== ASSIGNMENT ==
In the data below, locate each line with the word "seen" and list it.

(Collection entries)
#####
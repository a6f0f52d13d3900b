use assert_cmd::{cargo::cargo_bin_cmd, Command};
use std::fs;
use std::path::Path;
use tempfile::TempDir;

pub const PROJECTS_CSV: &str = "\
Project Name,Track Option 1,Track Option 2,Member 1 Name,Member 1 Email,Member 2 Name,Member 2 Email
Alpha,Main Track,webAI,Ana Diaz,ana@example.com,Ben Ode,ben@example.com
Beta,['Main Track'],,Cara Li,cara@example.com,,
Gamma,Cybersecurity,,Dev Rao,dev@example.com,,
";

pub const SCORES_CSV: &str = "\
ProjectName,Judge Name,Innovation,Value & Impact,Completeness,Technical Implementation,Track1,Track2,Cheating
Alpha,Ada,8,7,9,8,Main Track,webAI,
Alpha,Grace,6,8,7,9,Main Track,webAI,
Beta,Ada,9,9,9,10,Main Track,,
Gamma,Linus,5,5,5,5,Cybersecurity,,checked
Delta,Mae,,,,,Main Track,,
";

pub const JUDGES_TXT: &str = "Ada\nGrace\n\nLinus\nMae\n";

/// Get a Command for hackjudge with no remote store credentials
pub fn hackjudge() -> Command {
    let mut cmd = cargo_bin_cmd!("hackjudge");
    cmd.env_remove("HACKJUDGE_AIRTABLE_KEY")
        .env_remove("HACKJUDGE_AIRTABLE_BASE")
        .env_remove("HACKJUDGE_LOG")
        .env_remove("RUST_LOG");
    cmd
}

/// Event directory with the project, score and judge snapshots in data/
pub fn event_dir() -> TempDir {
    let dir = TempDir::new().unwrap();
    write_data(dir.path(), "projects.csv", PROJECTS_CSV);
    write_data(dir.path(), "scores.csv", SCORES_CSV);
    write_data(dir.path(), "judges.txt", JUDGES_TXT);
    dir
}

pub fn write_data(root: &Path, name: &str, content: &str) {
    let data = root.join("data");
    fs::create_dir_all(&data).unwrap();
    fs::write(data.join(name), content).unwrap();
}

pub fn read_output(root: &Path, relative: &str) -> String {
    fs::read_to_string(root.join("output").join(relative))
        .unwrap_or_else(|e| panic!("missing output/{relative}: {e}"))
}
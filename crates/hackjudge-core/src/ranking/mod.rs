//! Score aggregation and ranking
//!
//! Ordering contract: projects are sorted by mean Overall Score, highest
//! first. The sort is stable, so projects with equal means keep the order
//! in which they first appear in the input records. Ranks are positional
//! (1, 2, 3, ...) and never shared.

mod tracks;

use std::collections::HashMap;
use std::collections::HashSet;

use serde::Serialize;

use crate::scores::{CriterionScores, JudgeScoreRecord};

pub use tracks::{slug as track_slug, TrackList};

/// Per-project means across every judge who scored it
#[derive(Debug, Clone, PartialEq, Serialize)]
pub struct AggregatedProject {
    pub rank: usize,
    pub project: String,
    pub criteria: CriterionScores,
    pub overall_score: f64,
    /// Number of judge records that went into the means
    pub judges: usize,
}

/// Ranking of one configured track
#[derive(Debug, Clone, PartialEq, Serialize)]
pub struct TrackResult {
    pub track: String,
    pub entries: Vec<AggregatedProject>,
}

struct Accumulator<'a> {
    project: &'a str,
    criteria: CriterionScores,
    overall: f64,
    count: usize,
}

/// Group records by project, average them and rank the result.
///
/// With `track` set, only records whose first or second track equals it
/// exactly are considered; an unmatched track yields an empty ranking.
pub fn aggregate(records: &[JudgeScoreRecord], track: Option<&str>) -> Vec<AggregatedProject> {
    let mut groups: Vec<Accumulator<'_>> = Vec::new();
    let mut index: HashMap<&str, usize> = HashMap::new();

    let selected = records
        .iter()
        .filter(|r| track.map_or(true, |t| r.in_track(t)));

    for record in selected {
        let slot = *index.entry(record.project.as_str()).or_insert_with(|| {
            groups.push(Accumulator {
                project: &record.project,
                criteria: CriterionScores::default(),
                overall: 0.0,
                count: 0,
            });
            groups.len() - 1
        });

        let group = &mut groups[slot];
        group.criteria.add(&record.scores);
        group.overall += record.overall_score;
        group.count += 1;
    }

    let mut projects: Vec<AggregatedProject> = groups
        .into_iter()
        .map(|g| {
            let n = g.count as f64;
            AggregatedProject {
                rank: 0,
                project: g.project.to_string(),
                criteria: g.criteria.divided_by(n),
                overall_score: g.overall / n,
                judges: g.count,
            }
        })
        .collect();

    // sort_by is stable: ties keep first-appearance order
    projects.sort_by(|a, b| b.overall_score.total_cmp(&a.overall_score));
    for (i, project) in projects.iter_mut().enumerate() {
        project.rank = i + 1;
    }

    tracing::debug!(
        track = track.unwrap_or("overall"),
        projects = projects.len(),
        "aggregate"
    );

    projects
}

/// Keep the first `n` ranked entries; `None` or `Some(0)` keeps all
pub fn top_n(mut ranked: Vec<AggregatedProject>, n: Option<usize>) -> Vec<AggregatedProject> {
    if let Some(n) = n.filter(|&n| n > 0) {
        ranked.truncate(n);
    }
    ranked
}

/// Rank every configured track, in configured order
pub fn track_results(
    records: &[JudgeScoreRecord],
    tracks: &TrackList,
    n: Option<usize>,
) -> Vec<TrackResult> {
    tracks
        .iter()
        .map(|track| TrackResult {
            track: track.to_string(),
            entries: top_n(aggregate(records, Some(track)), n),
        })
        .collect()
}

/// Distinct projects carrying at least one cheating flag, first-seen order
pub fn flagged(records: &[JudgeScoreRecord]) -> Vec<String> {
    let mut seen = HashSet::new();
    records
        .iter()
        .filter(|r| r.cheating)
        .filter(|r| seen.insert(r.project.as_str()))
        .map(|r| r.project.clone())
        .collect()
}
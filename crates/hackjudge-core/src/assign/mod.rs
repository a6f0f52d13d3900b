//! Balanced judge assignment
//!
//! Every project gets a table (its 1-based position in the roster) and a
//! panel of `k` judges. Panels are picked greedily, table by table:
//!
//! 1. order the judges by how many tables they already have, keeping
//!    roster order among equals;
//! 2. walk the k-combinations of that ordering lexicographically;
//! 3. take the first combination whose judge set no earlier table used.
//!
//! When every combination is spent the table is left without judges and
//! reported in [`AssignmentPlan::skipped`]; later tables are still tried.

mod publish;
mod schedule;


use std::collections::HashSet;

use itertools::Itertools;
use serde::Serialize;
use tracing::{debug, warn};

use crate::error::{HackError, Result};

pub use publish::{publish_tables, ProjectStore, PublishFailure, PublishReport};
pub use schedule::{judge_schedule, JudgeSchedule, ScheduledTable};

/// One judge seated at one table
#[derive(Debug, Clone, PartialEq, Eq, Serialize)]
pub struct Assignment {
    pub table: u32,
    pub project: String,
    pub judge: String,
}

/// A table for which no unused judge combination was left
#[derive(Debug, Clone, PartialEq, Eq, Serialize)]
pub struct SkippedTable {
    pub table: u32,
    pub project: String,
}

/// Outcome of one assignment run
#[derive(Debug, Clone, Default, PartialEq, Eq, Serialize)]
pub struct AssignmentPlan {
    /// Rows grouped by table, in table order
    pub assignments: Vec<Assignment>,
    pub skipped: Vec<SkippedTable>,
    /// Final number of tables per judge, in roster order
    pub loads: Vec<(String, usize)>,
}

impl AssignmentPlan {
    /// Distinct tables that received a panel, in table order
    pub fn assigned_tables(&self) -> Vec<(u32, &str)> {
        let mut tables: Vec<(u32, &str)> = Vec::new();
        for a in &self.assignments {
            if tables.last().map(|(t, _)| *t) != Some(a.table) {
                tables.push((a.table, a.project.as_str()));
            }
        }
        tables
    }

    /// Judges seated at `table`, in selection order
    pub fn panel(&self, table: u32) -> Vec<&str> {
        self.assignments
            .iter()
            .filter(|a| a.table == table)
            .map(|a| a.judge.as_str())
            .collect()
    }
}

/// Per-run bookkeeping: load per judge and judge sets already seated.
/// Judges are addressed by roster position.
#[derive(Debug)]
struct AssignmentState {
    judge_load: Vec<usize>,
    used_combinations: HashSet<Vec<usize>>,
}

impl AssignmentState {
    fn new(judges: usize) -> Self {
        Self {
            judge_load: vec![0; judges],
            used_combinations: HashSet::new(),
        }
    }

    /// Roster positions ordered by load; `sort_by_key` is stable
    fn by_load(&self) -> Vec<usize> {
        let mut order: Vec<usize> = (0..self.judge_load.len()).collect();
        order.sort_by_key(|&j| self.judge_load[j]);
        order
    }

    fn next_panel(&self, k: usize) -> Option<Vec<usize>> {
        self.by_load()
            .into_iter()
            .combinations(k)
            .find(|combo| !self.used_combinations.contains(&set_key(combo)))
    }

    fn seat(&mut self, panel: &[usize]) {
        for &judge in panel {
            self.judge_load[judge] += 1;
        }
        self.used_combinations.insert(set_key(panel));
    }
}

/// Order-independent identity of a judge combination
fn set_key(panel: &[usize]) -> Vec<usize> {
    let mut key = panel.to_vec();
    key.sort_unstable();
    key
}

/// Assign `panel_size` judges to every project.
///
/// A judge listed twice is seated once; the first occurrence keeps its
/// roster position.
pub fn assign<P, J>(projects: &[P], judges: &[J], panel_size: usize) -> Result<AssignmentPlan>
where
    P: AsRef<str>,
    J: AsRef<str>,
{
    let judges = distinct_judges(judges);

    if panel_size == 0 {
        return Err(HackError::invalid_value("panel size", 0));
    }
    if judges.len() < panel_size {
        return Err(HackError::InsufficientJudges {
            available: judges.len(),
            required: panel_size,
        });
    }

    let mut state = AssignmentState::new(judges.len());
    let mut plan = AssignmentPlan::default();

    for (i, project) in projects.iter().enumerate() {
        let table = (i + 1) as u32;
        let project = project.as_ref();

        let Some(panel) = state.next_panel(panel_size) else {
            warn!(table, project, "no unused judge combination left; table skipped");
            plan.skipped.push(SkippedTable {
                table,
                project: project.to_string(),
            });
            continue;
        };

        for &judge in &panel {
            plan.assignments.push(Assignment {
                table,
                project: project.to_string(),
                judge: judges[judge].to_string(),
            });
        }
        state.seat(&panel);
        debug!(table, project, "table_assigned");
    }

    plan.loads = judges
        .iter()
        .zip(&state.judge_load)
        .map(|(j, load)| (j.to_string(), *load))
        .collect();

    Ok(plan)
}

fn distinct_judges<J: AsRef<str>>(judges: &[J]) -> Vec<&str> {
    let mut seen = HashSet::new();
    judges
        .iter()
        .map(AsRef::as_ref)
        .filter(|judge| {
            let first = seen.insert(*judge);
            if !first {
                warn!(judge = *judge, "duplicate judge ignored");
            }
            first
        })
        .collect()
}
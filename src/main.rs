//! Hackjudge - hackathon judging CLI
//!
//! Assigns judge panels to project tables and turns raw judge scores into
//! overall, per-track and flagged-project reports.

mod cli;
mod commands;

use std::env;
use std::process::ExitCode;
use std::time::Instant;

use clap::error::ErrorKind;
use clap::Parser;

use cli::{Cli, OutputFormat};
use hackjudge_core::error::{ExitCode as HackExitCode, HackError};
use hackjudge_core::logging;

fn main() -> ExitCode {
    let start = Instant::now();

    let cli = match Cli::try_parse() {
        Ok(cli) => cli,
        Err(err) if argv_requests_json() && !is_display(&err) => {
            let error = usage_error(err);
            eprintln!("{}", error.to_json());
            return ExitCode::from(error.exit_code() as u8);
        }
        Err(err) => err.exit(),
    };

    if let Err(e) = logging::init_tracing(cli.verbose, cli.log_level.as_deref(), cli.log_json) {
        eprintln!("warning: logging disabled: {e}");
    }

    tracing::debug!(elapsed = ?start.elapsed(), "parse_args");

    match commands::dispatch::run(&cli, start) {
        Ok(()) => ExitCode::from(HackExitCode::Success as u8),
        Err(e) => {
            let exit_code = e.exit_code();

            if cli.format == OutputFormat::Json {
                eprintln!("{}", e.to_json());
            } else if !cli.quiet {
                eprintln!("error: {}", e);
            }

            ExitCode::from(exit_code as u8)
        }
    }
}

fn is_display(err: &clap::Error) -> bool {
    matches!(err.kind(), ErrorKind::DisplayHelp | ErrorKind::DisplayVersion)
}

/// Map a parse failure onto the error envelope printed for `--format json`
fn usage_error(err: clap::Error) -> HackError {
    match err.kind() {
        ErrorKind::ValueValidation
        | ErrorKind::InvalidValue
        | ErrorKind::InvalidSubcommand
        | ErrorKind::UnknownArgument
        | ErrorKind::MissingRequiredArgument
        | ErrorKind::ArgumentConflict => HackError::UsageError(err.to_string()),
        _ => HackError::Other(err.to_string()),
    }
}

/// Whether argv asks for JSON, for parses that fail before `Cli.format` exists
fn argv_requests_json() -> bool {
    let mut format = None;
    let mut args = env::args().skip(1);
    while let Some(arg) = args.next() {
        if arg == "--format" {
            format = args.next();
        } else if let Some(value) = arg.strip_prefix("--format=") {
            format = Some(value.to_string());
        }
    }
    format.is_some_and(|v| v.parse::<OutputFormat>().ok() == Some(OutputFormat::Json))
}
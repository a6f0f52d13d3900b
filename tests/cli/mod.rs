pub mod support;

mod assign;
mod config;
mod contacts;
mod fetch;
mod logging;
mod projects;
mod results;
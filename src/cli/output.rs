//! Output format selection
//!
//! - human: aligned text for the terminal
//! - json: machine-readable JSON on stdout
//! - csv: the report grid as CSV on stdout

use std::fmt;
use std::str::FromStr;

use clap::ValueEnum;
use hackjudge_core::error::HackError;

#[derive(Debug, Clone, Copy, PartialEq, Eq, Default, ValueEnum)]
pub enum OutputFormat {
    #[default]
    Human,
    Json,
    Csv,
}

impl FromStr for OutputFormat {
    type Err = HackError;

    fn from_str(s: &str) -> Result<Self, Self::Err> {
        match s.to_lowercase().as_str() {
            "human" => Ok(OutputFormat::Human),
            "json" => Ok(OutputFormat::Json),
            "csv" => Ok(OutputFormat::Csv),
            other => Err(HackError::UnknownFormat(other.to_string())),
        }
    }
}

impl fmt::Display for OutputFormat {
    fn fmt(&self, f: &mut fmt::Formatter<'_>) -> fmt::Result {
        match self {
            OutputFormat::Human => write!(f, "human"),
            OutputFormat::Json => write!(f, "json"),
            OutputFormat::Csv => write!(f, "csv"),
        }
    }
}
#####
== ANSWER BOX ==
/// Distinct projects carrying at least one cheating flag, first-seen order
    let mut seen = HashSet::new();
        .filter(|r| seen.insert(r.project.as_str()))
    let mut seen = HashSet::new();
            let first = seen.insert(*judge);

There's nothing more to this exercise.